In celebration of Saint Nicholas Day, on Dec. 5, children in certain European countries will leave shoes on a doorstep, window or fireplace in hopes Saint Nicholas will bring a treat, if they are good, according to The Local, an online news site that offers Germany's news in English. For bad behavior, a stick or something similar is left behind.

Sophomore Valentina Memije, who's parents are Mexican, presented Mexican culture and introduced posole – a spicy pork soup.

“I think it’s a great event,” Memije said. “I love the food. It is exciting.” 

Isabella Restrepo gave a presentation about Columbian winter holidays. Día de las Velitas, or the Day of the Little Candles, happens on Dec. 7 and begins the Christmas festivities for days to come. The tradition is celebrated by people lighting candles in honor of the Virgin Mary.

From Dec. 16 to Dec. 24, Columbians welcome baby Jesus and gather with family. Each of the nine nights, a different family member hosts dinner.

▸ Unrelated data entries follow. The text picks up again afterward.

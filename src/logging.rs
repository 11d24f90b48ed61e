use std::process::ExitCode;
use tracing::error;
use tracing_subscriber::{fmt, EnvFilter};

/// Install the fmt subscriber. `RUST_LOG` overrides the default `info` filter.
pub fn init() {
    let env_filter = EnvFilter::try_from_default_env().unwrap_or_else(|_| EnvFilter::new("info"));
    let _ = fmt::Subscriber::builder()
        .with_env_filter(env_filter)
        .with_writer(std::io::stderr) // stdout is reserved for the summary
        .try_init();
}

/// Log a fatal error once and map it to a failing exit status.
pub fn fatal(err: &anyhow::Error) -> ExitCode {
    error!("{:#}", err);
    ExitCode::FAILURE
}
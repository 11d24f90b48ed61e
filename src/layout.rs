use anyhow::{Context, Result};
use std::path::{Path, PathBuf};

const INPUT_DIR: &str = "test";
const OUTPUT_DIR: &str = "docker";

const MEDICAL_QA_INPUT: &str = "གསོ་རིག་རྒྱུན་ཤེས།.txt";
const QA_CSV_INPUT: &str = "2000_TibetanQA(v2).csv";
const MEDICAL_QA_OUTPUT: &str = "tibetan-medical-qa-data.json";
const QA_CSV_OUTPUT: &str = "tibetan-qa-data.json";

/// Fixed source/destination paths, all relative to one project root.
#[derive(Debug, Clone, PartialEq, Eq)]
pub struct ProjectLayout {
    root: PathBuf,
}

impl ProjectLayout {
    pub fn new(root: impl Into<PathBuf>) -> Self {
        Self { root: root.into() }
    }

    /// The directory the binary was invoked from is the project root.
    pub fn from_current_dir() -> Result<Self> {
        let root = std::env::current_dir().context("resolving current directory")?;
        Ok(Self::new(root))
    }

    pub fn root(&self) -> &Path {
        &self.root
    }

    pub fn medical_qa_input(&self) -> PathBuf {
        self.root.join(INPUT_DIR).join(MEDICAL_QA_INPUT)
    }

    pub fn qa_csv_input(&self) -> PathBuf {
        self.root.join(INPUT_DIR).join(QA_CSV_INPUT)
    }

    pub fn medical_qa_output(&self) -> PathBuf {
        self.root.join(OUTPUT_DIR).join(MEDICAL_QA_OUTPUT)
    }

    pub fn qa_csv_output(&self) -> PathBuf {
        self.root.join(OUTPUT_DIR).join(QA_CSV_OUTPUT)
    }
}
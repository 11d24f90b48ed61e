//! Convert the Tibetan QA CSV export under `test/` into bulk NDJSON under
//! `docker/`. Run from the project root; takes no arguments.

use anyhow::Result;
use std::process::ExitCode;
use tibqa::{logging, pipeline, ProjectLayout};

fn run() -> Result<()> {
    let layout = ProjectLayout::from_current_dir()?;
    let summary = pipeline::run_qa_csv(&layout)?;

    println!("\n{}", summary);
    Ok(())
}

fn main() -> ExitCode {
    logging::init();
    match run() {
        Ok(()) => ExitCode::SUCCESS,
        Err(e) => logging::fatal(&e),
    }
}
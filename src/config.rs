use crate::error::SnapshotError;
use serde::{Deserialize, Serialize};

/// Engine tuning shared by every component of a circuit.
#[derive(Debug, Clone, PartialEq, Eq, Serialize, Deserialize)]
#[serde(default)]
pub struct SimConfig {
    /// Rounds a wire delays by when it has no per-wire override.
    pub default_wire_delay: u64,
    /// Fixed-point passes allowed per round before the round is flagged unstable.
    pub max_iterations: usize,
    /// Seed of the circuit's random generator.
    pub seed: u64,
}

impl Default for SimConfig {
    fn default() -> Self {
        Self {
            default_wire_delay: 0,
            max_iterations: 100,
            seed: 0,
        }
    }
}

impl SimConfig {
    pub fn from_json_str(json: &str) -> Result<Self, SnapshotError> {
        Ok(serde_json::from_str(json)?)
    }

    pub fn from_json_file(path: &str) -> Result<Self, SnapshotError> {
        let content = std::fs::read_to_string(path)?;
        Self::from_json_str(&content)
    }

    pub fn with_wire_delay(mut self, delay: u64) -> Self {
        self.default_wire_delay = delay;
        self
    }

    pub fn with_max_iterations(mut self, max_iterations: usize) -> Self {
        self.max_iterations = max_iterations.max(1);
        self
    }

    pub fn with_seed(mut self, seed: u64) -> Self {
        self.seed = seed;
        self
    }
}

#[cfg(test)]
mod tests {
    use super::*;

    #[test]
    fn test_partial_json_uses_defaults() {
        let config = SimConfig::from_json_str(r#"{"default_wire_delay": 3}"#).unwrap();
        assert_eq!(config.default_wire_delay, 3);
        assert_eq!(config.max_iterations, 100);
        assert_eq!(config.seed, 0);
    }

    #[test]
    fn test_builders() {
        let config = SimConfig::default().with_seed(9).with_max_iterations(0);
        assert_eq!(config.seed, 9);
        assert_eq!(config.max_iterations, 1);
    }
}
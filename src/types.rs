use serde::{Deserialize, Serialize};
use std::fmt;

/// Round counter of the evaluation engine. One tick is one round.
#[derive(Debug, Clone, Copy, PartialEq, Eq, PartialOrd, Ord, Hash, Default, Serialize, Deserialize)]
pub struct SimTime(u64);

impl SimTime {
    pub const ZERO: SimTime = SimTime(0);

    pub fn new(ticks: u64) -> Self {
        SimTime(ticks)
    }

    pub fn ticks(&self) -> u64 {
        self.0
    }

    pub fn inc(&mut self) {
        self.0 = self.0.saturating_add(1);
    }

    /// The time `delay` rounds from now, saturating at the far end.
    pub fn after(&self, delay: u64) -> Self {
        SimTime(self.0.saturating_add(delay))
    }
}

impl fmt::Display for SimTime {
    fn fmt(&self, f: &mut fmt::Formatter<'_>) -> fmt::Result {
        write!(f, "T={}", self.0)
    }
}

impl From<u64> for SimTime {
    fn from(value: u64) -> Self {
        SimTime::new(value)
    }
}

impl From<SimTime> for u64 {
    fn from(value: SimTime) -> Self {
        value.ticks()
    }
}

#[cfg(test)]
mod tests {
    use super::*;

    #[test]
    fn test_ordering_and_advance() {
        let mut t = SimTime::ZERO;
        t.inc();
        assert_eq!(t.ticks(), 1);
        assert!(SimTime::ZERO < t);
        assert_eq!(t.after(4), SimTime::new(5));
        assert_eq!(SimTime::new(u64::MAX).after(1), SimTime::new(u64::MAX));
        assert_eq!(format!("{}", t), "T=1");
    }
}
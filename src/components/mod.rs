//! Concrete circuit parts, grouped by behavior.

pub mod arithmetic;
pub mod clock;
pub mod common;
pub mod io;
pub mod logic;
pub mod memory;
pub mod routing;
pub mod sequential;

pub use arithmetic::{Alu, AluOp, Comparator};
pub use clock::Clock;
pub use common::{Edge, EdgeTrigger};
pub use io::{LogicInput, LogicOutput};
pub use logic::{Gate, GateKind, TriStateBuffer};
pub use memory::{Ram, Rom};
pub use routing::{Decoder, Demux, Mux};
pub use sequential::{Counter, FlipFlop, FlipFlopKind, RandomBit, Register, ShiftRegister, SrLatch};
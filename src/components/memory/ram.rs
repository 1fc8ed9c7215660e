use crate::component::{Component, PinLayout, Properties, RecalcContext};
use crate::components::common::{props, EdgeTrigger, SyncState};
use crate::error::SnapshotError;
use crate::value::{word_mask, LogicValue};
use serde_json::Value;
use std::any::Any;

pub const MAX_ADDRESS_BITS: usize = 16;
pub const MAX_DATA_BITS: usize = 32;

/// Load a flat word array into `memory`, masking each word to `data_bits`.
/// Words past the end of memory are an error.
pub(crate) fn load_words(
    memory: &mut [u64],
    words: &[u64],
    data_bits: usize,
) -> Result<(), SnapshotError> {
    if words.len() > memory.len() {
        return Err(SnapshotError::invalid_property(
            "memory",
            format!("{} words do not fit {} cells", words.len(), memory.len()),
        ));
    }
    for (cell, word) in memory.iter_mut().zip(words) {
        *cell = word & word_mask(data_bits);
    }
    Ok(())
}

/// Clocked-write, combinational-read memory.
///
/// Inputs: `A0..`, `D0..`, `WE`, `CLK`, `CLR`. Outputs: `Q0..`. `Q` always
/// shows the addressed cell; a qualifying edge with `WE` high stores `D`
/// first. `CLR` zeroes every cell without waiting for the clock.
#[derive(Debug, Clone)]
pub struct Ram {
    address_bits: usize,
    data_bits: usize,
    trigger: EdgeTrigger,
    memory: Vec<u64>,
}

impl Ram {
    pub fn new(address_bits: usize, data_bits: usize, trigger: EdgeTrigger) -> Self {
        let address_bits = address_bits.clamp(1, MAX_ADDRESS_BITS);
        let data_bits = data_bits.clamp(1, MAX_DATA_BITS);
        Ram {
            address_bits,
            data_bits,
            trigger,
            memory: vec![0; 1 << address_bits],
        }
    }

    pub fn from_properties(props: &Properties) -> Result<Self, SnapshotError> {
        let address_bits = props::get_width(props, "address_bits", 4, 1, MAX_ADDRESS_BITS)?;
        let data_bits = props::get_width(props, "data_bits", 4, 1, MAX_DATA_BITS)?;
        let mut ram = Ram::new(address_bits, data_bits, EdgeTrigger::load(props)?);
        load_words(&mut ram.memory, &props::get_words(props, "memory")?, data_bits)?;
        Ok(ram)
    }

    pub fn size(&self) -> usize {
        self.memory.len()
    }

    pub fn read_word(&self, address: usize) -> Option<u64> {
        self.memory.get(address).copied()
    }

    pub fn write_word(&mut self, address: usize, word: u64) -> bool {
        match self.memory.get_mut(address) {
            Some(cell) => {
                *cell = word & word_mask(self.data_bits);
                true
            }
            None => false,
        }
    }

    pub fn load_data(&mut self, words: &[u64]) -> Result<(), SnapshotError> {
        load_words(&mut self.memory, words, self.data_bits)
    }

    pub fn clear_memory(&mut self) {
        self.memory.fill(0);
    }

    pub fn memory(&self) -> &[u64] {
        &self.memory
    }
}

impl Component for Ram {
    fn kind(&self) -> &'static str {
        "ram"
    }

    fn layout(&self) -> PinLayout {
        PinLayout::new()
            .input_bus("A", self.address_bits)
            .input_bus("D", self.data_bits)
            .input("WE")
            .spike_input("CLK")
            .spike_input("CLR")
            .output_bus("Q", self.data_bits)
    }

    fn recalc_value(&mut self, inputs: &[LogicValue], _ctx: &mut RecalcContext<'_>) -> Vec<LogicValue> {
        let (address, rest) = inputs.split_at(self.address_bits);
        let (data, controls) = rest.split_at(self.data_bits);
        let (write_enable, clock, clear) = (controls[0], controls[1], controls[2]);
        let edge = self.trigger.observe(clock);
        let address = LogicValue::word_from_bits(address).map(|a| a as usize);

        if SyncState::from_controls(LogicValue::False, clear) == SyncState::ForcedClear {
            self.clear_memory();
        } else if edge && write_enable.is_true() {
            // A partially known address or data word writes nothing.
            if let (Some(a), Some(word)) = (address, LogicValue::word_from_bits(data)) {
                self.write_word(a, word);
            }
        }

        match address.and_then(|a| self.read_word(a)) {
            Some(word) => LogicValue::bits_from_word(word, self.data_bits),
            None => vec![LogicValue::Unknown; self.data_bits],
        }
    }

    fn properties(&self) -> Properties {
        let mut props = Properties::new();
        props.insert("address_bits".into(), Value::from(self.address_bits as u64));
        props.insert("data_bits".into(), Value::from(self.data_bits as u64));
        self.trigger.save(&mut props);
        props.insert("memory".into(), props::words_value(&self.memory));
        props
    }

    fn as_any(&self) -> &dyn Any {
        self
    }

    fn as_any_mut(&mut self) -> &mut dyn Any {
        self
    }
}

Restrepo said, during this time, people eat, pray, dance and sing together. The traditional dish is a Christmas bowl of cheese with caramel, called Bunuelos and Natilla.

Christmas celebration starts on Dec. 24. Restrepo said unlike in the U.S., children do not ask Santa for gifts. Instead, they write letters to baby Jesus. A big part of Columbian Christmas, Restrepo said, are nativity scenes, with which people even do competitions with.

Senior Liz Visscher said she learned about the event from her professor.

“I really liked it,” Visscher said. “It is really awesome learning about other cultures while also getting to enjoy all the food from those cultures.”

Rengifo and Martin worked with and received support from the College of Medicine (CMED), Department of History, World Languages and Cultures (HWLC), International Student Organization (ISO), Latinx/Hispanic Studies Engagement, Office of Global Engagement (OGE), Office of Research and Graduate Studies(ORGS) and various colleges on campus.

“I’d very much like to thank all the different people and the groups that sponsored this event because without them we wouldn’t have been able to afford to do all what we have done or to mobilize that many people who participated, who made it a success,” Martin said.